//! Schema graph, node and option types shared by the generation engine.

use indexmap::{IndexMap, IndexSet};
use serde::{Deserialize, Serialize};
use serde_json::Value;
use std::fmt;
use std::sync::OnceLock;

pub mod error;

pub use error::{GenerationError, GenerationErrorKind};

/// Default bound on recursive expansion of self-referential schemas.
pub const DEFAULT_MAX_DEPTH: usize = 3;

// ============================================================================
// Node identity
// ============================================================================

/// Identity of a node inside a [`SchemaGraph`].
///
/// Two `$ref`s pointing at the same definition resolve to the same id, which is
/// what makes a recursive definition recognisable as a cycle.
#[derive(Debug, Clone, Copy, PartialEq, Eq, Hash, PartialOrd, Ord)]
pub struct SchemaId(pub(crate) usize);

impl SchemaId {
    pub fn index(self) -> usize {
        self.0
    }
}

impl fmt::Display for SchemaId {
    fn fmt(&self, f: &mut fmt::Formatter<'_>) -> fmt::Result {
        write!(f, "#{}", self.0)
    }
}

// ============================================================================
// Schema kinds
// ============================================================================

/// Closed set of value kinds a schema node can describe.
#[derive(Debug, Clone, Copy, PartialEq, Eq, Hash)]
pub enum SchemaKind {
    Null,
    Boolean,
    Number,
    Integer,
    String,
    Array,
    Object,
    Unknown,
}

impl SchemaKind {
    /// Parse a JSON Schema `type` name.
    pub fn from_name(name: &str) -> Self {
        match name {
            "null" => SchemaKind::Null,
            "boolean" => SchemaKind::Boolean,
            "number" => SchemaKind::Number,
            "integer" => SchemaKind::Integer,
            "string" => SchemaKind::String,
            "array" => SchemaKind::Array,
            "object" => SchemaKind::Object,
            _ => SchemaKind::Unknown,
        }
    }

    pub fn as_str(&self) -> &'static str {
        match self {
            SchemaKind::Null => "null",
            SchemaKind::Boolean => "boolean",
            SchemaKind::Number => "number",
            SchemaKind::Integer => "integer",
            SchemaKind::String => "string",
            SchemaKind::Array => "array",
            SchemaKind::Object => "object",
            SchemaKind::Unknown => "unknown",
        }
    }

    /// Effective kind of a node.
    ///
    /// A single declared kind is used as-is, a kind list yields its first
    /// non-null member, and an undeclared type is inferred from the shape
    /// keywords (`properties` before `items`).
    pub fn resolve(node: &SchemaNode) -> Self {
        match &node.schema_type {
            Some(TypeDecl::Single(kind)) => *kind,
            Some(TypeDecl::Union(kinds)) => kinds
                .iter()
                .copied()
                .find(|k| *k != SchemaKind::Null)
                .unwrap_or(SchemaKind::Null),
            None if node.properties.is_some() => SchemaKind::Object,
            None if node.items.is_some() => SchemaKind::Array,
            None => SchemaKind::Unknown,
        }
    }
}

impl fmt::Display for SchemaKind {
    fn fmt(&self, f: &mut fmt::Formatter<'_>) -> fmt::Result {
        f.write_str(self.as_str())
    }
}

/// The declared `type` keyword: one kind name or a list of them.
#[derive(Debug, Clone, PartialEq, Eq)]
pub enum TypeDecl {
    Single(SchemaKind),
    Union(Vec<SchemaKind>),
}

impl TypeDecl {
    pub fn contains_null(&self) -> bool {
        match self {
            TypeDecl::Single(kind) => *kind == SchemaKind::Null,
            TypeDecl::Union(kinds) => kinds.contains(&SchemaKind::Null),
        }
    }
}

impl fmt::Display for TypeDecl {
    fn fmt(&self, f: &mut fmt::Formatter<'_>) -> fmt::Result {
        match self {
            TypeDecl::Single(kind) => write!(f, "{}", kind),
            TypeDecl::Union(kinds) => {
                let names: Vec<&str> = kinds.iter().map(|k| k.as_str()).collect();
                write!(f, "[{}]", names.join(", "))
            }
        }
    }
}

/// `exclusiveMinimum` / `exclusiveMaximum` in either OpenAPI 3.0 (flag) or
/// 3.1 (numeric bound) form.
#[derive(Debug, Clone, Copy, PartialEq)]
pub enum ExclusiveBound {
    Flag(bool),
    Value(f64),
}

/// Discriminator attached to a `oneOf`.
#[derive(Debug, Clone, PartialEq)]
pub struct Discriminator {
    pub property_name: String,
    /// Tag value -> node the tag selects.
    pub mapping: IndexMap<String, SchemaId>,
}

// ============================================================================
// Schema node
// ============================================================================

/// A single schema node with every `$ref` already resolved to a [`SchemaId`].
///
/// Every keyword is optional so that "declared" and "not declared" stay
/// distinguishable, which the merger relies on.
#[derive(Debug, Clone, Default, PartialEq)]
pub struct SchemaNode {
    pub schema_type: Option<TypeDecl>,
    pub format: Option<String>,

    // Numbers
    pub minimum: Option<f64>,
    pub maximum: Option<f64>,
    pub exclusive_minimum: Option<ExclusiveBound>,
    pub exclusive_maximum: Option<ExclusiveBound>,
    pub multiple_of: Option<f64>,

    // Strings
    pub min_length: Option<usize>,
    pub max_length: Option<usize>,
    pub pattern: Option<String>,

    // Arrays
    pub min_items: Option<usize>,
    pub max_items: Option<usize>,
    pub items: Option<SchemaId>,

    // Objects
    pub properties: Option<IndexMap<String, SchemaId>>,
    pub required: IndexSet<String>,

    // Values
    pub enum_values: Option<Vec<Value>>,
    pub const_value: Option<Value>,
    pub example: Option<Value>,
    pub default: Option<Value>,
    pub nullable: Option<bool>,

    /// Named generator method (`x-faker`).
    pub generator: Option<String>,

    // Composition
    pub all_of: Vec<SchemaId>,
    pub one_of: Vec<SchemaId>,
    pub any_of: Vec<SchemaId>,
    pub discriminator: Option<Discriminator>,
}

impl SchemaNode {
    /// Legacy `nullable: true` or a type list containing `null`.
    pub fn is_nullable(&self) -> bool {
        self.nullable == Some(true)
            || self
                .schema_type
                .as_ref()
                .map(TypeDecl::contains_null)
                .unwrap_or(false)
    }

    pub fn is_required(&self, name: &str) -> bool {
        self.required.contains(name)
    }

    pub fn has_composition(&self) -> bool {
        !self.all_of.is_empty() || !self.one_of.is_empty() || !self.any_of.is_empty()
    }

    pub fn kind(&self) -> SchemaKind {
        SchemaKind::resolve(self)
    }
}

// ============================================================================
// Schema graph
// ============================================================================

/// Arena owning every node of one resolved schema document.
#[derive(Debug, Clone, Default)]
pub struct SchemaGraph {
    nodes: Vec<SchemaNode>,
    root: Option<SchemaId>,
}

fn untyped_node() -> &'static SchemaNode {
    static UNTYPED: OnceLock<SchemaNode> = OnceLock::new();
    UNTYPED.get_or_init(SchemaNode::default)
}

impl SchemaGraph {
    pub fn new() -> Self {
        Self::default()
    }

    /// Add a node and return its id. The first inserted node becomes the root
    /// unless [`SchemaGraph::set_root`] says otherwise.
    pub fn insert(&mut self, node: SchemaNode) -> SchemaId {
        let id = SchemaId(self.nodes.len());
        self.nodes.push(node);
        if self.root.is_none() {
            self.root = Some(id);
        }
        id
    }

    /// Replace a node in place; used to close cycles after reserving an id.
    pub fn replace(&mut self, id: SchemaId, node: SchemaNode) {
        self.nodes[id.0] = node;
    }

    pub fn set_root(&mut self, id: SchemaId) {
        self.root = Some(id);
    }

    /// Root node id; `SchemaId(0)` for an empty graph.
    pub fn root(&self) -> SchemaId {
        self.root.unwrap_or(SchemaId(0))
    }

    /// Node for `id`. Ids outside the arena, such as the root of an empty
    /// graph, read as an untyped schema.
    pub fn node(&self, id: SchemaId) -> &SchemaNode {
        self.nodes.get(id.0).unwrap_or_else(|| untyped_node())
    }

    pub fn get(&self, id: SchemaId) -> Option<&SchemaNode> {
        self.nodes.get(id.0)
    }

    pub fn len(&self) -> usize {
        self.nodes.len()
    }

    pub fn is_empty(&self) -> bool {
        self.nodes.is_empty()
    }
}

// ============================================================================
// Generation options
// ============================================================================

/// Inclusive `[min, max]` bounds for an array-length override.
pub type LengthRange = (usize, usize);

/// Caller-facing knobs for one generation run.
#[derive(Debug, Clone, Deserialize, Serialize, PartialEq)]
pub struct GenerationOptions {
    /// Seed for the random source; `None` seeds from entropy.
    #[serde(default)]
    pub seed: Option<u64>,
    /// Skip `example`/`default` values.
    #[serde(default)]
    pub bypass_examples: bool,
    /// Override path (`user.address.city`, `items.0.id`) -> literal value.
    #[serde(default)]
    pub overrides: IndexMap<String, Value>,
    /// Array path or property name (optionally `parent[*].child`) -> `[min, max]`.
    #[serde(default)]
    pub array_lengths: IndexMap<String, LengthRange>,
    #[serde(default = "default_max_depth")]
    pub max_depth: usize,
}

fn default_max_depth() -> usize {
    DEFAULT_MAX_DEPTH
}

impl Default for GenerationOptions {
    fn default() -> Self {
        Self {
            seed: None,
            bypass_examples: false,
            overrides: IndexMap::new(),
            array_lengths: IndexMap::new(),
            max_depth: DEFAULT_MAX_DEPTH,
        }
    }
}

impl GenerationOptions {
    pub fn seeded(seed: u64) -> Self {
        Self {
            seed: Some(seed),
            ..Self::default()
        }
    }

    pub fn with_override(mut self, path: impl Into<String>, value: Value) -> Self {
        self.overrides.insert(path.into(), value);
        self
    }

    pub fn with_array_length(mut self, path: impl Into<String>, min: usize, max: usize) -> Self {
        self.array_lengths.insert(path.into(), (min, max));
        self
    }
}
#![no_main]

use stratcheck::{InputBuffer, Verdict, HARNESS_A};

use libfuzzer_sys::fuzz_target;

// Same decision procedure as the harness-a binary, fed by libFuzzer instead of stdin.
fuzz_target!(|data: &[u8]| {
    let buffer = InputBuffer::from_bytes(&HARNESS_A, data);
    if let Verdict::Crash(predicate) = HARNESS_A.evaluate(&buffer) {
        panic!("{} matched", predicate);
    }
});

* * *

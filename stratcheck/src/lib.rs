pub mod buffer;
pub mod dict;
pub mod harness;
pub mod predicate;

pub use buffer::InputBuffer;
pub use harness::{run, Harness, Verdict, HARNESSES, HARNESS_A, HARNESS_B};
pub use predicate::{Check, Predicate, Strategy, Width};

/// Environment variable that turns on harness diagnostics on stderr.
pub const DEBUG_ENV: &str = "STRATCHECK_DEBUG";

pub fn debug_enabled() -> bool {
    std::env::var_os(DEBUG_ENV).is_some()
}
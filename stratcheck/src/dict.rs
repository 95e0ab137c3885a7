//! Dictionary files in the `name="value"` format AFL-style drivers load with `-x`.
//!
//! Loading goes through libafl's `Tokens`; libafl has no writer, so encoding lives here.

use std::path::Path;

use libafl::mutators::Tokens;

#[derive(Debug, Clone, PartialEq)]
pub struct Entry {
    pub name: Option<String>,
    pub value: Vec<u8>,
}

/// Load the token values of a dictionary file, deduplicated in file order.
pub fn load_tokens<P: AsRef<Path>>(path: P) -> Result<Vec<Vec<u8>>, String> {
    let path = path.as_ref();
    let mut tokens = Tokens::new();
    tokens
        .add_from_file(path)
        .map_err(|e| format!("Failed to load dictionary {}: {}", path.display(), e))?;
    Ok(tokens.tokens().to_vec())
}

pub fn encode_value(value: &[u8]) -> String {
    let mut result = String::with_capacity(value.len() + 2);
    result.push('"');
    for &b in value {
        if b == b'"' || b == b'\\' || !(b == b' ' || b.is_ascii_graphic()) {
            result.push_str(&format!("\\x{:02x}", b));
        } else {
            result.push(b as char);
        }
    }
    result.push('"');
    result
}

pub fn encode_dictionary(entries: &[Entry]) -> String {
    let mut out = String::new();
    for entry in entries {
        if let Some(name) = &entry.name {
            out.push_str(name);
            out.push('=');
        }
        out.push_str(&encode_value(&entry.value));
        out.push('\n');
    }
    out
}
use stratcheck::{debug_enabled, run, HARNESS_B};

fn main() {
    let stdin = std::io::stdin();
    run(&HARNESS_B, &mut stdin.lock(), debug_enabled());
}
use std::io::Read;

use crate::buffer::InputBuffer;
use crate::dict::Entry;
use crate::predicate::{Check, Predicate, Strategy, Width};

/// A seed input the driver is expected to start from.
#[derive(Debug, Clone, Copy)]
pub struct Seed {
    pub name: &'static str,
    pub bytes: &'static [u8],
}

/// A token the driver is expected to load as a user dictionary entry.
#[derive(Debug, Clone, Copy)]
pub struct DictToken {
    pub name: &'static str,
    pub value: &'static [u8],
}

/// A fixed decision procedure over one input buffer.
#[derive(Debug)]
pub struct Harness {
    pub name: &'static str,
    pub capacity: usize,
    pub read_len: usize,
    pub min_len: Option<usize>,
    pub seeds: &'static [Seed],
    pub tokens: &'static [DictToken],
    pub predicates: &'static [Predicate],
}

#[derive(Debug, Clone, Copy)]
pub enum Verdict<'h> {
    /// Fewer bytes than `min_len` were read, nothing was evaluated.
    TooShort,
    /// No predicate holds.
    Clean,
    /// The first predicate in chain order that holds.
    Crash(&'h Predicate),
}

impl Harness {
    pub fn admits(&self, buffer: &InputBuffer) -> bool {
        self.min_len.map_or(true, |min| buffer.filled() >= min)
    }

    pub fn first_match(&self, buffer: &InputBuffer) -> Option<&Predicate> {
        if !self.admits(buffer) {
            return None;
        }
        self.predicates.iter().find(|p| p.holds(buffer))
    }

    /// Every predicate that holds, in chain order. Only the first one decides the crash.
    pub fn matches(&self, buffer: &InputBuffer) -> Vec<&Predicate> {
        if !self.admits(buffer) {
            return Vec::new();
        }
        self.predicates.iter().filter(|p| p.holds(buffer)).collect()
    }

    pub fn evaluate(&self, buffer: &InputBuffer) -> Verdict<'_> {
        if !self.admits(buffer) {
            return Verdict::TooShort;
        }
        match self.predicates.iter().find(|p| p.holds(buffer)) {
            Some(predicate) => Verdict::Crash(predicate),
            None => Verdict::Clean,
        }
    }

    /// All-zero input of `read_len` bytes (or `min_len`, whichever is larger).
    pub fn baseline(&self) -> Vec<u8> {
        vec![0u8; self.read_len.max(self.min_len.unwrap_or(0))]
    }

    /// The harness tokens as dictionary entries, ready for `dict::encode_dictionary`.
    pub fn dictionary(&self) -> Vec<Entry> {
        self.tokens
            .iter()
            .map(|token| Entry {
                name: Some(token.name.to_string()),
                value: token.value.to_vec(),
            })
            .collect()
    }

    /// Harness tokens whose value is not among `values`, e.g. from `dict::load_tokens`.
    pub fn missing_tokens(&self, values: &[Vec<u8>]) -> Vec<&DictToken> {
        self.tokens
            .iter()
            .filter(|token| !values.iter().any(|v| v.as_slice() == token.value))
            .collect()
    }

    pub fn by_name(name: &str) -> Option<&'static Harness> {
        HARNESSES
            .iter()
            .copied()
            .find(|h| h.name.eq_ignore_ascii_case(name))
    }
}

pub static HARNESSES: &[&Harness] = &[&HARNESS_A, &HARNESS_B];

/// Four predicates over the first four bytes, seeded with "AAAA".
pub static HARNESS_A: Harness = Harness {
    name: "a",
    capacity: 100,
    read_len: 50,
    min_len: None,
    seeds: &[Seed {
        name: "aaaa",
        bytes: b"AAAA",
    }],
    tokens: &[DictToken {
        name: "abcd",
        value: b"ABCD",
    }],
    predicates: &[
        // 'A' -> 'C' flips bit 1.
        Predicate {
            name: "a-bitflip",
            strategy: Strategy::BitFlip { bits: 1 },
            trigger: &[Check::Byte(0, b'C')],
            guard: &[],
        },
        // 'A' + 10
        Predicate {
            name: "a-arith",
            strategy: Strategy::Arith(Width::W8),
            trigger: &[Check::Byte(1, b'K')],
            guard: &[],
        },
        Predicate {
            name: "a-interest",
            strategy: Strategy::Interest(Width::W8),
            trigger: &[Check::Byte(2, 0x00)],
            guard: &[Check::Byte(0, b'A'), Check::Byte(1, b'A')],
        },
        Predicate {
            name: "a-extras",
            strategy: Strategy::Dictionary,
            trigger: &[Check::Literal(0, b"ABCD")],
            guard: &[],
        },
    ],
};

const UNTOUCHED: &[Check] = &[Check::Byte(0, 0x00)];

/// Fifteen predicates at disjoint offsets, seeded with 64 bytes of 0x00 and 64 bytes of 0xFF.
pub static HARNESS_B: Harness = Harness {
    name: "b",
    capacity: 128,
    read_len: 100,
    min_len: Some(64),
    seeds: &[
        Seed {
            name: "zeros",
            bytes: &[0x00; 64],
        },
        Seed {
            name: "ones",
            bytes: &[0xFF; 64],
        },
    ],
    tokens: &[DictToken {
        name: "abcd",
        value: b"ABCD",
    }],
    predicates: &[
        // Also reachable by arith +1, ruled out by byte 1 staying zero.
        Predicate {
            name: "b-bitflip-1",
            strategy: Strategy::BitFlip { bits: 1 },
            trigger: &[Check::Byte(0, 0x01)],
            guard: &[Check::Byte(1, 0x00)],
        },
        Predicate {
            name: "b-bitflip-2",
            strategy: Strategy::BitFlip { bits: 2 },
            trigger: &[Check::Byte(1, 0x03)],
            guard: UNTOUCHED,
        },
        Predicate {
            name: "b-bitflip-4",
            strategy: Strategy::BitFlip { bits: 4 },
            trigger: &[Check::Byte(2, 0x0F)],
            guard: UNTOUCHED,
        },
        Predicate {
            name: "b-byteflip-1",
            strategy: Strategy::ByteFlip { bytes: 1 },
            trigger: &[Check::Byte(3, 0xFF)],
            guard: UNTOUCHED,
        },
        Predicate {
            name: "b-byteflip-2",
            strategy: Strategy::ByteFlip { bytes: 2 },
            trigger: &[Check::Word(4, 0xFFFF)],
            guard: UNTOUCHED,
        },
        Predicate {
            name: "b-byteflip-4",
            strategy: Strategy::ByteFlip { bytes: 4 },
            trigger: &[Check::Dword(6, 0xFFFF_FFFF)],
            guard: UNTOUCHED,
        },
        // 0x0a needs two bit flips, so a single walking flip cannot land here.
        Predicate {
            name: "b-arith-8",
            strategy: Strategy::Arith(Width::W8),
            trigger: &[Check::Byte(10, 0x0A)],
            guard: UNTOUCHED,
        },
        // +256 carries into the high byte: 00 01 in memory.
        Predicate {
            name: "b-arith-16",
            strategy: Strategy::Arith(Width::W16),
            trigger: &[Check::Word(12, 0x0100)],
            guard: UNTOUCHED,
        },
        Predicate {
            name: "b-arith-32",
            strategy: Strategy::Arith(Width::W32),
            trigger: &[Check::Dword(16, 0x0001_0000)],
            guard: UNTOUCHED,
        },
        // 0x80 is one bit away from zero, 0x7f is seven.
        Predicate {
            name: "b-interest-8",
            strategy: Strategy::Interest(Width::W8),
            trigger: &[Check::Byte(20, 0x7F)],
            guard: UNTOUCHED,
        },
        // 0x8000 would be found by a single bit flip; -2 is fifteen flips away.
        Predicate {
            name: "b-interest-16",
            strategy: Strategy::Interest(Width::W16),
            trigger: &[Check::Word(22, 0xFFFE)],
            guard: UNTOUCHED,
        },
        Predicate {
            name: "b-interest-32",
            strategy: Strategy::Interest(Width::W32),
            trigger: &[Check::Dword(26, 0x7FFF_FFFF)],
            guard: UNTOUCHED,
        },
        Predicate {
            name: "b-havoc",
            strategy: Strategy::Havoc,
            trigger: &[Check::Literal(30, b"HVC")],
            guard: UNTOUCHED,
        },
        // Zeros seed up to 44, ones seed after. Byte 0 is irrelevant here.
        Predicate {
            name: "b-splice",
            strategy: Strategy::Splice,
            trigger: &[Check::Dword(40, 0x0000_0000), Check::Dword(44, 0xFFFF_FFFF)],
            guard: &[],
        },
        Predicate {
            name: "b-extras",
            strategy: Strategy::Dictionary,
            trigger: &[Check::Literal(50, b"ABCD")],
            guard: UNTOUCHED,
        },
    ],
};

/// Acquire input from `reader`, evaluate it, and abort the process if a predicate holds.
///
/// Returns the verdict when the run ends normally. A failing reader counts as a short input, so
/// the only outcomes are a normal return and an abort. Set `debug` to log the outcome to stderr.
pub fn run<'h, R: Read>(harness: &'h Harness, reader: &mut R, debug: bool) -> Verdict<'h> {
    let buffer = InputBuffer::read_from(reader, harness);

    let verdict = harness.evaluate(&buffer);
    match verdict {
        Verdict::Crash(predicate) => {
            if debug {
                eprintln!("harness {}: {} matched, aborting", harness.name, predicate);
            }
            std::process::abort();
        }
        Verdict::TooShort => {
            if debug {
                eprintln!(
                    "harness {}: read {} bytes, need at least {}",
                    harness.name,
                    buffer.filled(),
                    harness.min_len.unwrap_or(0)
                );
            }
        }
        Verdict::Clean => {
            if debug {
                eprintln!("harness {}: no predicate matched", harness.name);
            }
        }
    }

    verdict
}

* * *

**What is being asked:** Could you transcribe the entries above word for word, from the line with "the generation engine." down to the line with "id, which is", keeping both?

**Written solution:**
//! Schema graph, node and option types shared by the generation engine.

use indexmap::{IndexMap, IndexSet};
use serde::{Deserialize, Serialize};
use serde_json::Value;
use std::fmt;
use std::sync::OnceLock;

pub mod error;

pub use error::{GenerationError, GenerationErrorKind};

/// Default bound on recursive expansion of self-referential schemas.
pub const DEFAULT_MAX_DEPTH: usize = 3;

// ============================================================================
// Node identity
// ============================================================================

/// Identity of a node inside a [`SchemaGraph`].
///
/// Two `$ref`s pointing at the same definition resolve to the same id, which is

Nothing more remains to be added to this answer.